= Ewuare Osayande =

American poet, political activist, author, and lecturer

Ewuare Xola Osayande is an American poet, political activist, author, and lecturer. He currently lives in Philadelphia, PA, US.

==Overview==
Osayande is the founder of Talking Drum Communications, co-founder and director of POWER (People Organized Working to Eradicate Racism), and creator of Project ONUS: Redefining Black Manhood. He has written 16 books and given more than 500 lectures in locations ranging from prisons to Harvard University. He was the Anti-Oppression Coordinator with Mennonite Central Committee from 2012 to 2016, as well as being the Chief Diversity Officer at the American Friends Service Committee.

== Biography ==
Ewuare X. Osayande was born in Camden, New Jersey.
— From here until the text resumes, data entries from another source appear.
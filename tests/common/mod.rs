//! Shared test utilities for the SMS relay tests.
//!
//! This module provides common test infrastructure including:
//! - Mock modems with scripted AT replies
//! - Sessions and openers wired to those mocks
//! - A recording bus transport for publisher tests
//! - Polling helpers for asynchronous assertions

#![allow(dead_code)]

use async_trait::async_trait;
use parking_lot::Mutex;
use sms_relay::modem::ModemSession;
use sms_relay::port::{MockSerialPort, PortError, PortOpener, PortSettings, SerialPortAdapter};
use sms_relay::publisher::{BusClient, PublishError};
use std::collections::HashMap;
use std::future::Future;
use std::sync::atomic::{AtomicBool, AtomicUsize, Ordering};
use std::sync::Arc;
use std::time::Duration;

pub const TEXT_MODE: &[u8] = b"AT+CMGF=1\r";
pub const LIST_UNREAD: &[u8] = b"AT+CMGL=\"REC UNREAD\"\r";

/// `+CMGL:` header line with separate date and time fields.
pub fn header(index: u32, status: &str, sender: &str, date: &str, time: &str) -> String {
    format!("+CMGL: {index},\"{status}\",\"{sender}\",,\"{date}\",\"{time}\"\r\n")
}

/// Full list reply: echo, records, final `OK`.
pub fn listing(records: &[(String, &str)]) -> Vec<u8> {
    let mut reply = String::from("AT+CMGL=\"REC UNREAD\"\r\r\n");
    for (head, body) in records {
        reply.push_str(head);
        if !body.is_empty() {
            reply.push_str(body);
            reply.push_str("\r\n");
        }
    }
    reply.push_str("\r\nOK\r\n");
    reply.into_bytes()
}

/// Mock modem that accepts text mode.
pub fn mock_modem(name: &str) -> MockSerialPort {
    let mut mock = MockSerialPort::new(name);
    mock.script_reply(TEXT_MODE, b"AT+CMGF=1\r\r\nOK\r\n");
    mock
}

/// Script one listing followed by an acknowledged delete per index.
pub fn script_cycle(mock: &mut MockSerialPort, reply: &[u8], deleted: &[u32]) {
    mock.script_reply(LIST_UNREAD, reply);
    for index in deleted {
        mock.script_reply(format!("AT+CMGD={index}\r").as_bytes(), b"\r\nOK\r\n");
    }
}

/// Opener that hands out clones of named mocks and counts opens.
#[derive(Clone, Default)]
pub struct MockOpener {
    ports: Arc<Mutex<HashMap<String, MockSerialPort>>>,
    opens: Arc<AtomicUsize>,
}

impl MockOpener {
    pub fn new() -> Self {
        Self::default()
    }

    pub fn with_port(self, port: &MockSerialPort, name: &str) -> Self {
        self.ports.lock().insert(name.to_string(), port.clone());
        self
    }

    pub fn opens(&self) -> usize {
        self.opens.load(Ordering::SeqCst)
    }
}

impl PortOpener for MockOpener {
    fn open(
        &self,
        port_name: &str,
        _settings: &PortSettings,
    ) -> Result<Box<dyn SerialPortAdapter>, PortError> {
        self.opens.fetch_add(1, Ordering::SeqCst);
        match self.ports.lock().get(port_name) {
            Some(port) => Ok(Box::new(port.clone())),
            None => Err(PortError::not_found(port_name)),
        }
    }
}

/// Session on `mock` with short timeouts.
pub fn session_on(mock: &MockSerialPort) -> ModemSession {
    let opener = MockOpener::new().with_port(mock, "MOCK0");
    session_with_opener(opener)
}

pub fn session_with_opener(opener: MockOpener) -> ModemSession {
    ModemSession::new("MOCK0", PortSettings::default(), Arc::new(opener))
        .with_command_timeout(Duration::from_millis(50))
        .with_read_poll(Duration::from_millis(1))
}

pub fn shared_session(mock: &MockSerialPort) -> Arc<Mutex<ModemSession>> {
    Arc::new(Mutex::new(session_on(mock)))
}

/// Bus transport that records every publish.
#[derive(Default)]
pub struct RecordingBus {
    sent: Mutex<Vec<(String, Vec<u8>)>>,
    fail: AtomicBool,
    disconnected: AtomicBool,
}

impl RecordingBus {
    pub fn new() -> Arc<Self> {
        Arc::new(Self::default())
    }

    pub fn sent(&self) -> Vec<(String, Vec<u8>)> {
        self.sent.lock().clone()
    }

    pub fn topics(&self) -> Vec<String> {
        self.sent.lock().iter().map(|(t, _)| t.clone()).collect()
    }

    pub fn set_fail(&self, fail: bool) {
        self.fail.store(fail, Ordering::SeqCst);
    }

    pub fn was_disconnected(&self) -> bool {
        self.disconnected.load(Ordering::SeqCst)
    }
}

#[async_trait]
impl BusClient for RecordingBus {
    async fn send(&self, topic: &str, payload: Vec<u8>) -> Result<(), PublishError> {
        if self.fail.load(Ordering::SeqCst) {
            return Err(PublishError::NotConnected("broker rejected publish".into()));
        }
        self.sent.lock().push((topic.to_string(), payload));
        Ok(())
    }

    async fn disconnect(&self) -> Result<(), PublishError> {
        self.disconnected.store(true, Ordering::SeqCst);
        Ok(())
    }
}

/// Poll `condition` every few milliseconds until it holds or `timeout` passes.
pub async fn wait_until<F>(timeout: Duration, mut condition: F) -> bool
where
    F: FnMut() -> bool,
{
    let deadline = tokio::time::Instant::now() + timeout;
    while tokio::time::Instant::now() < deadline {
        if condition() {
            return true;
        }
        tokio::time::sleep(Duration::from_millis(5)).await;
    }
    condition()
}

/// Run `fut` with a generous upper bound so a hang fails the test instead.
pub async fn bounded<T>(fut: impl Future<Output = T>) -> T {
    tokio::time::timeout(Duration::from_secs(10), fut)
        .await
        .expect("test step timed out")
}
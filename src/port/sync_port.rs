//! Synchronous serial port implementation.
//!
//! Wraps the `serialport` crate's `SerialPort` trait with our own
//! `SerialPortAdapter` trait, plus the `SystemPortOpener` used in production
//! and the port enumeration used by modem discovery.

use super::error::PortError;
use super::traits::{PortOpener, PortSettings, SerialPortAdapter};
use std::io::{Read, Write};

/// Synchronous serial port implementation wrapping `serialport::SerialPort`.
pub struct SyncSerialPort {
    port: Box<dyn serialport::SerialPort>,
    name: String,
}

impl SyncSerialPort {
    /// Open a serial port at 8N1 with the given speed and read timeout.
    ///
    /// # Example
    /// ```no_run
    /// use sms_relay::port::{PortSettings, SyncSerialPort};
    ///
    /// let port = SyncSerialPort::open("/dev/ttyUSB2", &PortSettings::default())?;
    /// # Ok::<(), Box<dyn std::error::Error>>(())
    /// ```
    pub fn open(port_name: &str, settings: &PortSettings) -> Result<Self, PortError> {
        let port = serialport::new(port_name, settings.baud_rate)
            .data_bits(serialport::DataBits::Eight)
            .flow_control(serialport::FlowControl::None)
            .parity(serialport::Parity::None)
            .stop_bits(serialport::StopBits::One)
            .timeout(settings.read_timeout)
            .open()
            .map_err(|e| match e.kind() {
                serialport::ErrorKind::NoDevice => PortError::not_found(port_name),
                serialport::ErrorKind::InvalidInput => PortError::config(e.to_string()),
                _ => PortError::Serial(e),
            })?;

        Ok(Self {
            port,
            name: port_name.to_string(),
        })
    }
}

impl SerialPortAdapter for SyncSerialPort {
    fn write_bytes(&mut self, data: &[u8]) -> Result<usize, PortError> {
        let n = self.port.write(data).map_err(PortError::Io)?;
        self.port.flush().map_err(PortError::Io)?;
        Ok(n)
    }

    fn read_bytes(&mut self, buffer: &mut [u8]) -> Result<usize, PortError> {
        self.port.read(buffer).map_err(PortError::Io)
    }

    fn name(&self) -> &str {
        &self.name
    }

    fn clear_buffers(&mut self) -> Result<(), PortError> {
        self.port
            .clear(serialport::ClearBuffer::All)
            .map_err(PortError::Serial)
    }
}

impl std::fmt::Debug for SyncSerialPort {
    fn fmt(&self, f: &mut std::fmt::Formatter<'_>) -> std::fmt::Result {
        f.debug_struct("SyncSerialPort")
            .field("name", &self.name)
            .field("baud_rate", &self.port.baud_rate())
            .finish()
    }
}

/// Opens real serial devices through the `serialport` crate.
#[derive(Debug, Default, Clone, Copy)]
pub struct SystemPortOpener;

impl PortOpener for SystemPortOpener {
    fn open(
        &self,
        port_name: &str,
        settings: &PortSettings,
    ) -> Result<Box<dyn SerialPortAdapter>, PortError> {
        Ok(Box::new(SyncSerialPort::open(port_name, settings)?))
    }
}

/// Names of all serial ports present on this machine.
pub fn available_port_names() -> Result<Vec<String>, PortError> {
    Ok(serialport::available_ports()?
        .into_iter()
        .map(|info| info.port_name)
        .collect())
}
He became a committed social justice activist and organizer while a student at Fairleigh Dickinson University. Following the 1990 fatal shooting of Phillip Pannell Jr., a 14-year-old African American shot by a white policeman in Teaneck, New Jersey, Osayande organized protests and raised awareness about racially motivated police brutality. For more than a decade, he continued to analyze American culture and educate people of all races about the history and current reality of racism and other forms of oppression.

His work continues with POWER, an organization he co-founded with Jacqui Simmons. POWER runs workshops on racism, empowerment and politics. These programs are modeled upon the theories of anti-racist activist Wanda Lofton (1950-2002).

Early in Osayande's career he met Gwendolyn Brooks, who read his poetry and encouraged him to continue writing, self-promote, and publish his works. As a result, Osayande founded Talking Drum Communications publishing company and wrote 14 books in 16 years. Amiri Baraka wrote the introduction to Blood Luxury.

== Achievements, awards and honors ==

- (2006) Walt Whitman Arts Center's Vanguard Writer's Award
- (2005) Keynote Speaker, The Damascus Road Anti-Racism Conference
- (2005) Keynote Speaker, The Men Stopping Violence National Conference
- (2004) Keynote Speaker, The Global Climate Control Conference at Harvard University
- (2002-04) First Poet-in-Residence, African American Studies Program, Rutgers University
- (2000-03) National Coordinator, Black Radical Congress "Education Not Incarceration" campaign

== Publications ==
- (2020). Black Phoenix Uprising
- (2011). Whose America?
- (2008). Misogyny & the Emcee: Sex, Race & Hip Hop
- (2006). Art at War: Revolutionary Art Against Cultural Imperialism
- (2005). Blood Luxury
- (2005). Free the Land: Revisioning Environmentalism
- (2004). Are White Christians Anti-Racist, or do They Just Want to be Forgiven
- (2003). Black Anti-Ballistic Missives: Resisting War/Resisting Racism
- (2001). 9/11: Riots in the Sky
- (2001). Caught at the Crossroads Without a Map
- (2000). Crucifixions in the Street: Race, Rap & Religion
- (1999). So the Spoken Word Won't Be Broken: The Politics of the New Black Poetry
- (1997). Gangsta Rap is Dead
- (1996). Akoben: A Call to Action, Responding to the Ramifications of Racism in Black America
- (1993). Kwanzaa: A Biblical Perspective (co-authored with J. E. Price)
- (1992). Malcolm X: The Man or the Image

=== Poems and essays in other publications ===

- (2024). "Fahrenheit 1492" in Encounters with James Baldwin: Celebrating 100 Years.
- (2007). Men Speak Out: Profeminist Views on Gender, Sex and Power
- (2007). The Revolution Will Not Be Funded: Beyond the Non-Profit Industrial Complex
- (2007). This Poem is Sponsored By: A Collection of Critical Poetry by Corporate Watch
- (2007). What Lies Beneath: Katrina, Race and the State of the Nation
- (2003). "War Is the Enemy of the Poor: King Spoke the Truth About War. We Must Do the Same Today." The Other Side January 1, 2003. Vol 39; Issue 1, p. 36 (3).